**Work instruction:**
Print the material underneath in full, keeping every line exactly as it is.

**Data for review:**
■ ■ ■ ■ ■

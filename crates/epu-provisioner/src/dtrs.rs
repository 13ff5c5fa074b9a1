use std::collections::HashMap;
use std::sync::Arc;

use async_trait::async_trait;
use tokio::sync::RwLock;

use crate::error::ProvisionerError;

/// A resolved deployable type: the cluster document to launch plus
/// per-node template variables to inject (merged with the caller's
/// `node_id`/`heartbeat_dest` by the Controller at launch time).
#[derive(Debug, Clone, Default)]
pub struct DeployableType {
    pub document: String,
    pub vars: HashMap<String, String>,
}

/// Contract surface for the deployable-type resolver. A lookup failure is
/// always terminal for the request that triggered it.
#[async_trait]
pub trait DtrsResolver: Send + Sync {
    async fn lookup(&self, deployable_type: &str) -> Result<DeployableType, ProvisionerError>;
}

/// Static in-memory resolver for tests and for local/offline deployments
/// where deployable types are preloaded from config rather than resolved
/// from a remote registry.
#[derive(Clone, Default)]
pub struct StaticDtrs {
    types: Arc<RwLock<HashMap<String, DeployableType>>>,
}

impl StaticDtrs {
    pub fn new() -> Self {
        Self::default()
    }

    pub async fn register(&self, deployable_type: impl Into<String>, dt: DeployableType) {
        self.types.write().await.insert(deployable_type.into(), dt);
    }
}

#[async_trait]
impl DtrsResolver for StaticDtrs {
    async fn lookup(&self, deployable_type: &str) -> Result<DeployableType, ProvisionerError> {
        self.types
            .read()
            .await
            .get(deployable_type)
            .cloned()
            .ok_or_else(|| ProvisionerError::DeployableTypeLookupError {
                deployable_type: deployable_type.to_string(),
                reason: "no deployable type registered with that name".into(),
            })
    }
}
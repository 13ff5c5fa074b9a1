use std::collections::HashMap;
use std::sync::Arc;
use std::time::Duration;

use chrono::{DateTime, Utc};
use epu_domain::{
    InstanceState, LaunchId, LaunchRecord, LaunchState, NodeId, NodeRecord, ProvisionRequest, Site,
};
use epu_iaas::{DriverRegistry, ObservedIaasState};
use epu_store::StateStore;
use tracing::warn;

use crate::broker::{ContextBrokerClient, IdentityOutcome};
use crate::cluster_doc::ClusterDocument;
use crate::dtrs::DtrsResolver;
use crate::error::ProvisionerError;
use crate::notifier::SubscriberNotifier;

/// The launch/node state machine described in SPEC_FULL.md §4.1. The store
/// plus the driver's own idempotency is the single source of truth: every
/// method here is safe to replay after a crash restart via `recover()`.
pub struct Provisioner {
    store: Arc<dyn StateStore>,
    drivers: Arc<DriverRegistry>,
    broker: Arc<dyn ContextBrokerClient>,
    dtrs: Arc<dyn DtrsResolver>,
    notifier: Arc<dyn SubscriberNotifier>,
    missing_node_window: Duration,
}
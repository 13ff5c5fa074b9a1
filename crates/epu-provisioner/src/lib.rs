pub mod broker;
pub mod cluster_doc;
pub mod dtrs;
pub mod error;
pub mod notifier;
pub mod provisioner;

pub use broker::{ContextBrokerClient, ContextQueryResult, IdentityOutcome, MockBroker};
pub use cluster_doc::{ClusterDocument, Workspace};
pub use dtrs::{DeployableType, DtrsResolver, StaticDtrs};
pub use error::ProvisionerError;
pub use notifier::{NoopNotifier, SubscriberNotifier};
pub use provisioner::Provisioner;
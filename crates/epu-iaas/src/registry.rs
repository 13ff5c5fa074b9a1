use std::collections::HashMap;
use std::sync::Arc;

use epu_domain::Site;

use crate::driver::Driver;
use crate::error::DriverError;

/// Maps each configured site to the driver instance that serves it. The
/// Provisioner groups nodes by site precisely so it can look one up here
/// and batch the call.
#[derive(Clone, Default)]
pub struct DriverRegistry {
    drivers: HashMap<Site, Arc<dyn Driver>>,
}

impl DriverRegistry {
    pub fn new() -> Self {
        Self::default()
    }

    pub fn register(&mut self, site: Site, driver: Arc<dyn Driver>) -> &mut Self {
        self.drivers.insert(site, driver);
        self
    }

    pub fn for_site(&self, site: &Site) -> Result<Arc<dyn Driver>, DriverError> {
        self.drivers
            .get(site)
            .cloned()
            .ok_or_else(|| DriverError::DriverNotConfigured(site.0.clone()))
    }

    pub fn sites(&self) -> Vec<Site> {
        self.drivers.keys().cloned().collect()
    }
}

■ ■ ■ ■ ■

**Final answer:**
filename crates/epu-provisioner/src/dtrs.rs
repository 13ff5c5fa074b9a1
use std::collections::HashMap;
use std::sync::Arc;

use async_trait::async_trait;
use tokio::sync::RwLock;

use crate::error::ProvisionerError;

/// A resolved deployable type: the cluster document to launch plus
/// per-node template variables to inject (merged with the caller's
/// `node_id`/`heartbeat_dest` by the Controller at launch time).
#[derive(Debug, Clone, Default)]
pub struct DeployableType {
    pub document: String,
    pub vars: HashMap<String, String>,
}

/// Contract surface for the deployable-type resolver. A lookup failure is
/// always terminal for the request that triggered it.
#[async_trait]
pub trait DtrsResolver: Send + Sync {
    async fn lookup(&self, deployable_type: &str) -> Result<DeployableType, ProvisionerError>;
}

/// Static in-memory resolver for tests and for local/offline deployments
/// where deployable types are preloaded from config rather than resolved
/// from a remote registry.
#[derive(Clone, Default)]
pub struct StaticDtrs {
    types: Arc<RwLock<HashMap<String, DeployableType>>>,
}

impl StaticDtrs {
    pub fn new() -> Self {
        Self::default()
    }

    pub async fn register(&self, deployable_type: impl Into<String>, dt: DeployableType) {
        self.types.write().await.insert(deployable_type.into(), dt);
    }
}

#[async_trait]
impl DtrsResolver for StaticDtrs {
    async fn lookup(&self, deployable_type: &str) -> Result<DeployableType, ProvisionerError> {
        self.types
            .read()
            .await
            .get(deployable_type)
            .cloned()
            .ok_or_else(|| ProvisionerError::DeployableTypeLookupError {
                deployable_type: deployable_type.to_string(),
                reason: "no deployable type registered with that name".into(),
            })
    }
}
repository 13ff5c5fa074b9a1
use std::collections::HashMap;
use std::sync::Arc;
use std::time::Duration;

use chrono::{DateTime, Utc};
use epu_domain::{
    InstanceState, LaunchId, LaunchRecord, LaunchState, NodeId, NodeRecord, ProvisionRequest, Site,
};
use epu_iaas::{DriverRegistry, ObservedIaasState};
use epu_store::StateStore;
use tracing::warn;

use crate::broker::{ContextBrokerClient, IdentityOutcome};
use crate::cluster_doc::ClusterDocument;
use crate::dtrs::DtrsResolver;
use crate::error::ProvisionerError;
use crate::notifier::SubscriberNotifier;

/// The launch/node state machine described in SPEC_FULL.md §4.1. The store
/// plus the driver's own idempotency is the single source of truth: every
/// method here is safe to replay after a crash restart via `recover()`.
pub struct Provisioner {
    store: Arc<dyn StateStore>,
    drivers: Arc<DriverRegistry>,
    broker: Arc<dyn ContextBrokerClient>,
    dtrs: Arc<dyn DtrsResolver>,
    notifier: Arc<dyn SubscriberNotifier>,
    missing_node_window: Duration,
}
repository 13ff5c5fa074b9a1
filename crates/epu-provisioner/src/lib.rs
pub mod broker;
pub mod cluster_doc;
pub mod dtrs;
pub mod error;
pub mod notifier;
pub mod provisioner;

pub use broker::{ContextBrokerClient, ContextQueryResult, IdentityOutcome, MockBroker};
pub use cluster_doc::{ClusterDocument, Workspace};
pub use dtrs::{DeployableType, DtrsResolver, StaticDtrs};
pub use error::ProvisionerError;
pub use notifier::{NoopNotifier, SubscriberNotifier};
pub use provisioner::Provisioner;
filename crates/epu-iaas/src/registry.rs
repository 13ff5c5fa074b9a1
use std::collections::HashMap;
use std::sync::Arc;

use epu_domain::Site;

use crate::driver::Driver;
use crate::error::DriverError;

/// Maps each configured site to the driver instance that serves it. The
/// Provisioner groups nodes by site precisely so it can look one up here
/// and batch the call.
#[derive(Clone, Default)]
pub struct DriverRegistry {
    drivers: HashMap<Site, Arc<dyn Driver>>,
}

impl DriverRegistry {
    pub fn new() -> Self {
        Self::default()
    }

    pub fn register(&mut self, site: Site, driver: Arc<dyn Driver>) -> &mut Self {
        self.drivers.insert(site, driver);
        self
    }

    pub fn for_site(&self, site: &Site) -> Result<Arc<dyn Driver>, DriverError> {
        self.drivers
            .get(site)
            .cloned()
            .ok_or_else(|| DriverError::DriverNotConfigured(site.0.clone()))
    }

    pub fn sites(&self) -> Vec<Site> {
        self.drivers.keys().cloned().collect()
    }
}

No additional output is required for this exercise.